In 2013, at the end of my health sabbatical, I decided to take a free workshop on “tangling” at a local library, just for fun. I always loved to doodle (my schoolbooks were covered with it), so I thought it would be a way to start some joyful playing again after a long stretch of hard life. As I started the simple task of drawing repetitive shapes, my mind became awhirl with images and possibilities. The work harkened back to all of the things I loved about art from the beginning, and related (in my mind) to the most recent work I had been doing in 3-D mixed media. The artistic problem was the same—to create a dynamic cohesive whole from unlike parts using pattern and design. But it was so much more than what I had been doing previously. It did not have the limitations of resources and space, and it utilized my gift and love of drawing!
X-RAY MAG: What is your artistic method or creative process?
KM: Each drawing starts with research—the anatomy, habitat and behavior of the animal. I prefer to see the animal in real life, so I can examine the parts that no one would think to take a photo of, and to see its movement. I do use photos as well—my own and others’—as reference photos.
I make multiple sketches, especially if the creature is something unfamiliar, to better understand its anatomy. In my work, if I get the anatomy wrong, and then put all these crazy patterns on it, the drawing will not be cohesive and pleasing. That is a whole other artistic style!
After I decide on and sketch the main composition, I outline the main lines in ink. Then the fun starts! I usually have one pattern in mind for a specific area and lay that in. Then I slowly and meticulously fill in areas with various patterns to create the form, texture, depth and mood of the drawing. I think strategically about the patterns I choose—the direction and shapes matter. I always have to guard against going too dark too fast—there is no erasing in this medium! I frequently use stippling (tiny pin-point dots) to create underwater effects. This is very labor-intensive work—an 8 x 10 inch drawing usually takes 30 to 50 hours, depending on the detail and the level of darkness or stippling it has.

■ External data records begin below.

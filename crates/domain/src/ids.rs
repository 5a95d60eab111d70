use std::fmt;

use serde::{Deserialize, Serialize};

/// Identifiers in Gumshoe are strings, not UUIDs: every id either comes out
/// of an authored case document (rooms, suspects, secrets) or is handed to us
/// by the chat platform (guilds, players). We never mint them in-process.
macro_rules! define_id {
    ($name:ident) => {
        #[derive(Debug, Clone, PartialEq, Eq, Hash, PartialOrd, Ord, Serialize, Deserialize)]
        #[serde(transparent)]
        pub struct $name(String);

        impl $name {
            pub fn new(value: impl Into<String>) -> Self {
                Self(value.into())
            }

            pub fn as_str(&self) -> &str {
                &self.0
            }

            pub fn into_string(self) -> String {
                self.0
            }
        }

        impl fmt::Display for $name {
            fn fmt(&self, f: &mut fmt::Formatter<'_>) -> fmt::Result {
                write!(f, "{}", self.0)
            }
        }

        impl From<String> for $name {
            fn from(value: String) -> Self {
                Self(value)
            }
        }

        impl From<&str> for $name {
            fn from(value: &str) -> Self {
                Self(value.to_string())
            }
        }

        impl AsRef<str> for $name {
            fn as_ref(&self) -> &str {
                &self.0
            }
        }
    };
}

// Tenant and player identity (opaque platform snowflakes)
define_id!(GuildId);
define_id!(PlayerId);

// Case document identity
define_id!(CaseId);
define_id!(RoomId);
define_id!(SuspectId);
define_id!(SecretId);

#[cfg(test)]
mod tests {
    use super::*;

    #[test]
    fn id_display_matches_inner() {
        let id = RoomId::new("study");
        assert_eq!(id.to_string(), "study");
        assert_eq!(id.as_str(), "study");
    }

    #[test]
    fn id_serde_is_transparent() {
        let id = SuspectId::new("lady_ashworth");
        let json = serde_json::to_string(&id).expect("serialize");
        assert_eq!(json, "\"lady_ashworth\"");
        let back: SuspectId = serde_json::from_str(&json).expect("deserialize");
        assert_eq!(back, id);
    }
}
//! Hand-built fixture case used across engine tests.

use std::collections::BTreeMap;

use gumshoe_domain::{
    CaseDefinition, CaseId, CaseSettings, EvidenceBundle, Interactable, Room, RoomId, Secret,
    SecretId, SecretTrigger, Solution, SuspectDefinition, SuspectId, Victim,
};

/// A small, fully consistent case: three rooms, a guilty butler with a
/// two-secret chain, and one innocent maid. Passes the validator with no
/// errors.
pub fn sample_case() -> CaseDefinition {
    let study = RoomId::new("study");
    let hall = RoomId::new("hall");
    let kitchen = RoomId::new("kitchen");

    let mut map = BTreeMap::new();
    map.insert(
        study.clone(),
        Room {
            description: "Book-lined and smelling of pipe smoke.".into(),
            connects_to: vec![hall.clone()],
            interactables: vec![Interactable {
                name: "writing desk".into(),
                description: "Papers are scattered as if searched in a hurry.".into(),
                evidence_id: Some("torn_ledger".into()),
            }],
        },
    );
    map.insert(
        hall.clone(),
        Room {
            description: "A long gallery of disapproving portraits.".into(),
            connects_to: vec![study.clone(), kitchen.clone()],
            interactables: vec![],
        },
    );
    map.insert(
        kitchen.clone(),
        Room {
            description: "Copper pots, still warm.".into(),
            connects_to: vec![hall.clone()],
            interactables: vec![],
        },
    );

    let butler = SuspectId::new("butler");
    let maid = SuspectId::new("maid");

    let suspects = vec![
        SuspectDefinition {
            id: butler.clone(),
            name: "Mr. Jenkins".into(),
            aliases: vec!["the butler".into()],
            avatar: None,
            is_guilty: true,
            is_accomplice: false,
            is_silent_witness: false,
            alibi: "Polishing silver in the kitchen, he says.".into(),
            motive: "Thirty years of service, cut out of the will last week.".into(),
            traits: vec!["formal".into(), "evasive".into()],
            current_location: study.clone(),
            resistance: "high".parse().expect("resistance"),
            secrets: vec![
                Secret {
                    id: SecretId::new("butler_seen"),
                    text: "Very well. I was in the study after the master retired.".into(),
                    trigger: SecretTrigger {
                        requires_evidence: vec!["dna_study".into()],
                        requires_secrets: vec![],
                        keywords: vec!["study".into()],
                        min_pressure: 80,
                    },
                },
                Secret {
                    id: SecretId::new("butler_confession"),
                    text: "The knife was meant for the roast. And then it wasn't.".into(),
                    trigger: SecretTrigger {
                        requires_evidence: vec!["bloody_knife".into()],
                        requires_secrets: vec![SecretId::new("butler_seen")],
                        keywords: vec!["knife".into()],
                        min_pressure: 50,
                    },
                },
            ],
        },
        SuspectDefinition {
            id: maid.clone(),
            name: "Daisy Mills".into(),
            aliases: vec!["the maid".into()],
            avatar: None,
            is_guilty: false,
            is_accomplice: false,
            is_silent_witness: false,
            alibi: "Turning down the beds upstairs.".into(),
            motive: "None anyone can name.".into(),
            traits: vec!["nervous".into()],
            current_location: kitchen.clone(),
            resistance: "low".parse().expect("resistance"),
            secrets: vec![Secret {
                id: SecretId::new("maid_heard_row"),
                text: "I heard the master shouting at someone after supper.".into(),
                trigger: SecretTrigger {
                    requires_evidence: vec!["logs_21:30".into()],
                    requires_secrets: vec![],
                    keywords: vec!["shouting".into(), "argument".into()],
                    min_pressure: 75,
                },
            }],
        },
    ];

    let mut evidence = EvidenceBundle::default();
    evidence.dna.insert(
        study.clone(),
        vec!["butler".to_string(), "victim".to_string()],
    );
    evidence.dna.insert(hall.clone(), vec!["maid".to_string()]);
    evidence
        .digital_logs
        .insert("21:30".into(), "Door sensor: study opened from the hall.".into());
    evidence.footage.insert(
        "22:05".into(),
        "A figure in livery crosses the hall, walking quickly.".into(),
    );
    let mut butler_locations = BTreeMap::new();
    butler_locations.insert("21:30".to_string(), study.clone());
    evidence.locations.insert(butler.clone(), butler_locations);
    evidence.physical_evidence.insert(
        "bloody_knife".into(),
        "A kitchen knife, wiped badly. The handle still shows prints.".into(),
    );
    evidence.physical_evidence.insert(
        "torn_ledger".into(),
        "A household ledger with last week's page torn out.".into(),
    );
    evidence
        .physical_discovery
        .insert(study.clone(), vec!["bloody_knife".into()]);
    evidence
        .initial_police_statements
        .insert(butler.clone(), "I retired at ten, as always.".into());
    evidence
        .initial_police_statements
        .insert(maid.clone(), "I saw nothing, I swear it.".into());

    CaseDefinition {
        id: CaseId::new("blackwood_manor"),
        name: "The Blackwood Manor Affair".into(),
        description: "Lord Blackwood found dead in his study; the house was locked.".into(),
        victim: Victim {
            name: "Lord Edmund Blackwood".into(),
            id: Some("blackwood".into()),
            cause: "a single knife wound".into(),
            description: "The estate's patriarch, recently given to rewriting his will.".into(),
            avatar: None,
        },
        murder_time: "22:00".into(),
        murder_location: study,
        map,
        suspects,
        evidence,
        solution: Solution {
            killer: butler,
            accomplice: None,
            silent_witness: None,
            motive: Some("Cut out of the will after thirty years.".into()),
            weapon: Some("bloody_knife".into()),
            key_evidence: vec!["bloody_knife".into()],
        },
        settings: CaseSettings::default(),
    }
}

X-RAY MAG: What is your relationship to the underwater world and coral reefs? In your relationship with reefs and the sea, where have you had your favorite experiences?
KM: I think I was 10 when my parents took the family on a three-week sailing trip around the Virgin Islands. They were very skilled sailors and had sailed these areas for years. We snorkeled about every day. I was able to get up close and personal with gorgeous reef fish, coral, anemone, sea urchins (ouch!), and a very nosey barracuda that needed to investigate my mask. I remember holding my breath and gently backing away from that four-foot torpedo with teeth. Later that evening, we saw a number of barracuda tussling beneath our grill as it dripped juice into the sea. It reminded me of the wildness of the ocean and that I was just a visitor. The beauty of the reefs that we got to explore have stuck with me through my life.
X-RAY MAG: What are your thoughts on ocean conservation and coral reef management and how does your artwork relate to these issues?
KM: I love the ocean and recognize that it really is a resource that we need to guard and protect. Over the last 20 years, I have been learning more about conservation and what I can do now to cut down on waste and pollution. My husband and I have converted to solar power in our home, with the help of government incentives. I experience the waste that washes up on the shore every day as I walk the Connecticut shore in the summer (with a bag to collect trash as well as one to collect rocks and shells). I continue to seek out applicable education in areas of abuse and protection of our oceans and vulnerable reefs and seek to collaborate with rescue and conservation organizations.
The materials that I use to create my art are minimal, and I repurpose, reuse and recycle as much as possible in order to cut waste. Who does not love a fabulous vintage frame and pre-used shipping materials?
X-RAY MAG: What is the message or experience you want viewers of your artwork to have or understand?
KM: I create my artwork from a place of joy, peace and a great appreciation for all living things. I want my art to connect with people on a heart level, evoking appreciation, joy and compassion so that they will be inspired to protect what they love.
X-RAY MAG: What are the challenges or benefits of being an artist in the world today? Any thoughts or advice for aspiring artists in ocean arts?
KM: It is hard to be a full-time artist. It takes discipline, courage and vision that the the artist alone is responsible to foster. Gratefully—because of technology—tools, training, connections and support are more available than ever. Young artists will find it easier to access those resources than those of us who began working as artists before the Internet era. But if you love the ocean and its treasures—learn everything you can. I tell students to stuff their toolboxes with knowledge and skills, even if it does not precisely fit what you think you want to do. Artists tend to change their interests and style over time, and you want the freedom to do that and the tools to do it. Then follow your passion, work hard and be a person of integrity. It will show in your art, and your collectors will want to connect with you and share your artwork with others.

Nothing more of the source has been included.